Back at the prison, Lavelle, one of the inmates who attempted to escape, is relieved from further therapy based on good behavior, and is given a job at the clinic. There, Doctor Randolph makes Belle, who is under sedation, sign a medical form allowing him to perform psychological surgery if she wants parole. Randolph then sexually assaults Belle, which is witnessed by Lavelle. On the lam, Jacqueline and Maggie attempt a bank robbery, but a gang of male robbers have beaten them to it. Officers arrive outside the bank, and the women escape. Jacqueline decides to return to the prison to free the other inmates. Maggie initially resists, but changes her mind. They hijack a transport truck and are driven inside the compound.

Meanwhile, Lavelle alerts Pandora about Randolph's unethical behavior. Pandora injures herself and is taken to the clinic, where she holds Randolph at knifepoint. Jacqueline arrives, and holds Randolph and McQueen at gunpoint. Jacqueline and Pandora subdue them, where they, along with Belle and Lavelle, attempt to escape. Pinter, McQueen's assistant warden, sounds an alarm which alerts the prison officers outside. The women and the officers engage in a shootout, in which McQueen and Randolph are shot. The women escape into Maggie's car and drive off.

==Production==
Jonathan Demme had produced two films for Roger Corman, including the women in prison picture The Hot Box (1972). He wanted to become a director, and wrote a script titled Renegade Girls (with input from Frances Doel) for Corman. However, the producer did not want to fund it, as he thought the cycle had peaked. Demme succeeded in raising the finance on his own, with help from Artists Entertainment Complex, a production company formed by Martin Bregman and Samuel Gelfman. Corman then agreed to distribute it through New World Pictures. Filming and post-production lasted four months from January to April 1974.

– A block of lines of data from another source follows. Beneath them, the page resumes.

// MIT License - Copyright (c) 2026 Peter Wright
// TOML configuration

use std::path::{Path, PathBuf};
use std::time::Duration;

use serde::Deserialize;

use crate::constants::{
    SEVERITY_UNRECOGNIZED, TOPIC_ATTRIBUTE_REQUEST, TOPIC_ATTRIBUTE_RESPONSE, TOPIC_ATTRIBUTES,
    TOPIC_TELEMETRY,
};
use crate::error::{BridgeError, Result};
use crate::ingest::IngestSettings;
use crate::message::{ClientIdentity, Coordinates};
use crate::mqtt::MqttSettings;
use crate::panels::PanelModel;
use crate::publisher::Topics;
use crate::rate_limit::RateQuotas;
use crate::serial::SerialOverrides;
use crate::severity::SeverityTable;
use crate::supervisor::SupervisorSettings;

/// Whole gateway configuration, one section per component.
#[derive(Debug, Deserialize)]
pub struct Config {
    pub client: ClientToml,
    pub serial: SerialToml,
    pub mqtt: MqttToml,
    #[serde(default)]
    pub rate_limit: RateLimitToml,
    #[serde(default)]
    pub queue: QueueToml,
    #[serde(default)]
    pub supervisor: SupervisorToml,
    #[serde(default)]
    pub severity: SeverityToml,
    #[serde(default)]
    pub relay_monitor: Option<RelayToml>,
}

#[derive(Debug, Deserialize)]
pub struct ClientToml {
    pub client_id: String,
    pub panel_id: u32,
    /// Initial panel model; can be changed at runtime through the
    /// `id_modelo_panel` attribute.
    pub panel_model_id: u32,
    /// Display name sent with every record. Defaults to the model's name.
    #[serde(default)]
    pub panel_model_name: Option<String>,
    #[serde(default)]
    pub latitude: Option<f64>,
    #[serde(default)]
    pub longitude: Option<f64>,
}

#[derive(Debug, Deserialize)]
pub struct SerialToml {
    pub port: String,
    #[serde(flatten)]
    pub overrides: SerialOverrides,
    #[serde(default = "default_reconnect_base")]
    pub reconnect_base_ms: u64,
    #[serde(default = "default_reconnect_cap")]
    pub reconnect_cap_secs: u64,
}

fn default_reconnect_base() -> u64 {
    1000
}
fn default_reconnect_cap() -> u64 {
    60
}

#[derive(Debug, Deserialize)]
pub struct MqttToml {
    pub host: String,
    #[serde(default = "default_mqtt_port")]
    pub port: u16,
    /// Device access token.
    pub username: String,
    #[serde(default)]
    pub password: Option<String>,
    #[serde(default)]
    pub tls: bool,
    /// Defaults to `<client_id>_<panel_id>_FACP`.
    #[serde(default)]
    pub client_id: Option<String>,
    #[serde(default = "default_keep_alive")]
    pub keep_alive_secs: u64,
    #[serde(default = "default_mqtt_reconnect")]
    pub reconnect_interval_secs: u64,
    #[serde(default = "default_connect_timeout")]
    pub connect_timeout_secs: u64,
    #[serde(default = "default_capacity")]
    pub capacity: usize,
    #[serde(default)]
    pub topics: TopicsToml,
}

fn default_mqtt_port() -> u16 {
    1883
}
fn default_keep_alive() -> u64 {
    60
}
fn default_mqtt_reconnect() -> u64 {
    5
}
fn default_connect_timeout() -> u64 {
    10
}
fn default_capacity() -> usize {
    100
}

#[derive(Debug, Deserialize)]
pub struct TopicsToml {
    #[serde(default = "default_telemetry_topic")]
    pub telemetry: String,
    #[serde(default = "default_attributes_topic")]
    pub attributes: String,
    #[serde(default = "default_request_prefix")]
    pub attribute_request_prefix: String,
    #[serde(default = "default_response_prefix")]
    pub attribute_response_prefix: String,
    /// Retained status / last will. Defaults to the telemetry topic.
    #[serde(default)]
    pub status: Option<String>,
}

impl Default for TopicsToml {
    fn default() -> Self {
        Self {
            telemetry: default_telemetry_topic(),
            attributes: default_attributes_topic(),
            attribute_request_prefix: default_request_prefix(),
            attribute_response_prefix: default_response_prefix(),
            status: None,
        }
    }
}

fn default_telemetry_topic() -> String {
    TOPIC_TELEMETRY.to_string()
}
fn default_attributes_topic() -> String {
    TOPIC_ATTRIBUTES.to_string()
}
fn default_request_prefix() -> String {
    TOPIC_ATTRIBUTE_REQUEST.to_string()
}
fn default_response_prefix() -> String {
    TOPIC_ATTRIBUTE_RESPONSE.to_string()
}

#[derive(Debug, Deserialize)]
pub struct RateLimitToml {
    #[serde(default = "default_per_second")]
    pub per_second: usize,
    #[serde(default = "default_per_minute")]
    pub per_minute: usize,
    #[serde(default = "default_per_hour")]
    pub per_hour: usize,
}

impl Default for RateLimitToml {
    fn default() -> Self {
        Self {
            per_second: default_per_second(),
            per_minute: default_per_minute(),
            per_hour: default_per_hour(),
        }
    }
}

fn default_per_second() -> usize {
    RateQuotas::default().per_second
}
fn default_per_minute() -> usize {
    RateQuotas::default().per_minute
}
fn default_per_hour() -> usize {
    RateQuotas::default().per_hour
}

#[derive(Debug, Deserialize)]
pub struct QueueToml {
    #[serde(default = "default_queue_path")]
    pub path: PathBuf,
    #[serde(default = "default_snapshot_interval")]
    pub snapshot_interval_secs: u64,
}

impl Default for QueueToml {
    fn default() -> Self {
        Self {
            path: default_queue_path(),
            snapshot_interval_secs: default_snapshot_interval(),
        }
    }
}

fn default_queue_path() -> PathBuf {
    PathBuf::from("queue.json")
}
fn default_snapshot_interval() -> u64 {
    5
}

#[derive(Debug, Deserialize)]
pub struct SupervisorToml {
    #[serde(default = "default_poll_interval")]
    pub poll_interval_secs: u64,
    #[serde(default = "default_join_timeout")]
    pub join_timeout_secs: u64,
    #[serde(default = "default_max_restarts")]
    pub max_restarts: u32,
    /// Uptime after which a restarted worker counts as healthy again.
    #[serde(default = "default_restart_reset")]
    pub restart_reset_secs: u64,
}

impl Default for SupervisorToml {
    fn default() -> Self {
        Self {
            poll_interval_secs: default_poll_interval(),
            join_timeout_secs: default_join_timeout(),
            max_restarts: default_max_restarts(),
            restart_reset_secs: default_restart_reset(),
        }
    }
}

fn default_poll_interval() -> u64 {
    5
}
fn default_join_timeout() -> u64 {
    10
}
fn default_max_restarts() -> u32 {
    5
}
fn default_restart_reset() -> u64 {
    600
}

#[derive(Debug, Deserialize)]
pub struct SeverityToml {
    #[serde(default = "default_severity_path")]
    pub path: PathBuf,
    #[serde(default = "default_severity")]
    pub default: i32,
}

impl Default for SeverityToml {
    fn default() -> Self {
        Self {
            path: default_severity_path(),
            default: default_severity(),
        }
    }
}

fn default_severity_path() -> PathBuf {
    PathBuf::from("severity.toml")
}
fn default_severity() -> i32 {
    SEVERITY_UNRECOGNIZED
}

/// Alarm / trouble contact polling. Absent section means no polling.
#[derive(Debug, Deserialize)]
pub struct RelayToml {
    pub alarm_pin: u32,
    pub trouble_pin: u32,
    #[serde(default = "default_active_high")]
    pub alarm_active_high: bool,
    #[serde(default = "default_active_high")]
    pub trouble_active_high: bool,
    #[serde(default = "default_publish_interval")]
    pub publish_interval_secs: u64,
    #[serde(default = "default_gpio_root")]
    pub gpio_root: PathBuf,
}

fn default_active_high() -> bool {
    true
}
fn default_publish_interval() -> u64 {
    10
}
fn default_gpio_root() -> PathBuf {
    PathBuf::from("/sys/class/gpio")
}

impl Config {
    /// Parse and validate a config file's contents.
    pub fn from_toml_str(text: &str) -> Result<Self> {
        let config: Config = toml::from_str(text)
            .map_err(|e| BridgeError::config(format!("invalid config: {e}")))?;
        config.validate()?;
        Ok(config)
    }

    pub fn load(path: impl AsRef<Path>) -> Result<Self> {
        let path = path.as_ref();
        let text = std::fs::read_to_string(path).map_err(|e| {
            BridgeError::config(format!("cannot read config {}: {e}", path.display()))
        })?;
        Self::from_toml_str(&text)
    }

    fn validate(&self) -> Result<()> {
        self.panel_model()?;
        if self.client.client_id.trim().is_empty() {
            return Err(BridgeError::config("client.client_id is empty"));
        }
        if self.serial.port.trim().is_empty() {
            return Err(BridgeError::config("serial.port is empty"));
        }
        if self.mqtt.host.trim().is_empty() {
            return Err(BridgeError::config("mqtt.host is empty"));
        }
        if self.client.latitude.is_some() != self.client.longitude.is_some() {
            return Err(BridgeError::config(
                "client.latitude and client.longitude must be set together",
            ));
        }
        let r = &self.rate_limit;
        if r.per_second == 0 || r.per_minute == 0 || r.per_hour == 0 {
            return Err(BridgeError::config("rate_limit quotas must be positive"));
        }
        if let Some(relay) = &self.relay_monitor
            && relay.publish_interval_secs == 0
        {
            return Err(BridgeError::config("relay_monitor.publish_interval_secs must be positive"));
        }
        Ok(())
    }

    /// The panel model the gateway starts with.
    pub fn panel_model(&self) -> Result<PanelModel> {
        PanelModel::from_id(self.client.panel_model_id)
    }

    pub fn identity(&self) -> Result<ClientIdentity> {
        let model = self.panel_model()?;
        let coordinates = match (self.client.latitude, self.client.longitude) {
            (Some(latitude), Some(longitude)) => Some(Coordinates {
                latitude,
                longitude,
            }),
            _ => None,
        };
        Ok(ClientIdentity {
            client_id: self.client.client_id.clone(),
            panel_id: self.client.panel_id,
            panel_model_name: self
                .client
                .panel_model_name
                .clone()
                .unwrap_or_else(|| model.name().to_string()),
            panel_model_id: model.id(),
            coordinates,
        })
    }

    pub fn mqtt_client_id(&self) -> String {
        self.mqtt.client_id.clone().unwrap_or_else(|| {
            format!("{}_{}_FACP", self.client.client_id, self.client.panel_id)
        })
    }

    pub fn mqtt_settings(&self) -> MqttSettings {
        MqttSettings {
            host: self.mqtt.host.clone(),
            port: self.mqtt.port,
            client_id: self.mqtt_client_id(),
            username: self.mqtt.username.clone(),
            password: self.mqtt.password.clone(),
            tls: self.mqtt.tls,
            keep_alive: Duration::from_secs(self.mqtt.keep_alive_secs),
            reconnect_interval: Duration::from_secs(self.mqtt.reconnect_interval_secs),
            capacity: self.mqtt.capacity,
        }
    }

    pub fn connect_timeout(&self) -> Duration {
        Duration::from_secs(self.mqtt.connect_timeout_secs)
    }

    pub fn topics(&self) -> Topics {
        let t = &self.mqtt.topics;
        Topics {
            telemetry: t.telemetry.clone(),
            attributes: t.attributes.clone(),
            attribute_request_prefix: t.attribute_request_prefix.clone(),
            attribute_response_prefix: t.attribute_response_prefix.clone(),
            status: t.status.clone().unwrap_or_else(|| t.telemetry.clone()),
        }
    }

    pub fn rate_quotas(&self) -> RateQuotas {
        RateQuotas {
            per_second: self.rate_limit.per_second,
            per_minute: self.rate_limit.per_minute,
            per_hour: self.rate_limit.per_hour,
        }
    }

    pub fn ingest_settings(&self) -> IngestSettings {
        IngestSettings {
            reconnect_base: Duration::from_millis(self.serial.reconnect_base_ms),
            reconnect_cap: Duration::from_secs(self.serial.reconnect_cap_secs),
        }
    }

    pub fn supervisor_settings(&self) -> SupervisorSettings {
        SupervisorSettings {
            poll_interval: Duration::from_secs(self.supervisor.poll_interval_secs),
            join_timeout: Duration::from_secs(self.supervisor.join_timeout_secs),
            restart_reset: Duration::from_secs(self.supervisor.restart_reset_secs),
        }
    }

    pub fn snapshot_interval(&self) -> Duration {
        Duration::from_secs(self.queue.snapshot_interval_secs)
    }

    pub fn load_severity_table(&self) -> Result<SeverityTable> {
        SeverityTable::load(&self.severity.path, self.severity.default)
    }
}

Before its release, the film was retitled Caged Heat, a likely reference to two earlier prison-themed movies, Caged and White Heat, both of which Jonathan Demme discussed paying homage in his DVD commentary for the film.

For his film, Demme introduced new aspects to Caged Heat, including a satirical approach and making the sadistic warden female instead of male.

==Reception==

=== Critical response ===
Kevin Thomas of the Los Angeles Times wrote: "With wit, style and unflagging verve, writer-director Jonathan Demme sends up the genre while still giving the mindless action fan his money's worth."

A review from TV Guide gave the film three out of four stars, stating "Director Demme's auspicious debut transcends the sleazy dictates of its genre and stands along with Stephanie Rothman's Terminal Island as a genuine feminist political statement in a milieu lifted straight out of the most misogynistic fantasies of men ... Steele, a cult favorite for a number of Italian horror films by Mario Bava, does a wonderful turn as the crippled, demented warden."

Raquel Stecher of Turner Classic Movies wrote: "Demme's film offers subtle social commentary on gender inequality and the inability of the prison system to properly rehabilitate its inmates. At the time, the women-in-prison sub-genre was going out of fashion, but Demme elevates his B picture with his ingenuity and attention to detail."

== Related works ==
Two later films, Caged Heat II: Stripped of Freedom (1994) and Caged Heat 3000 (1995), made use of the Caged Heat name and the women-in-prison situation, but are unrelated to the original film.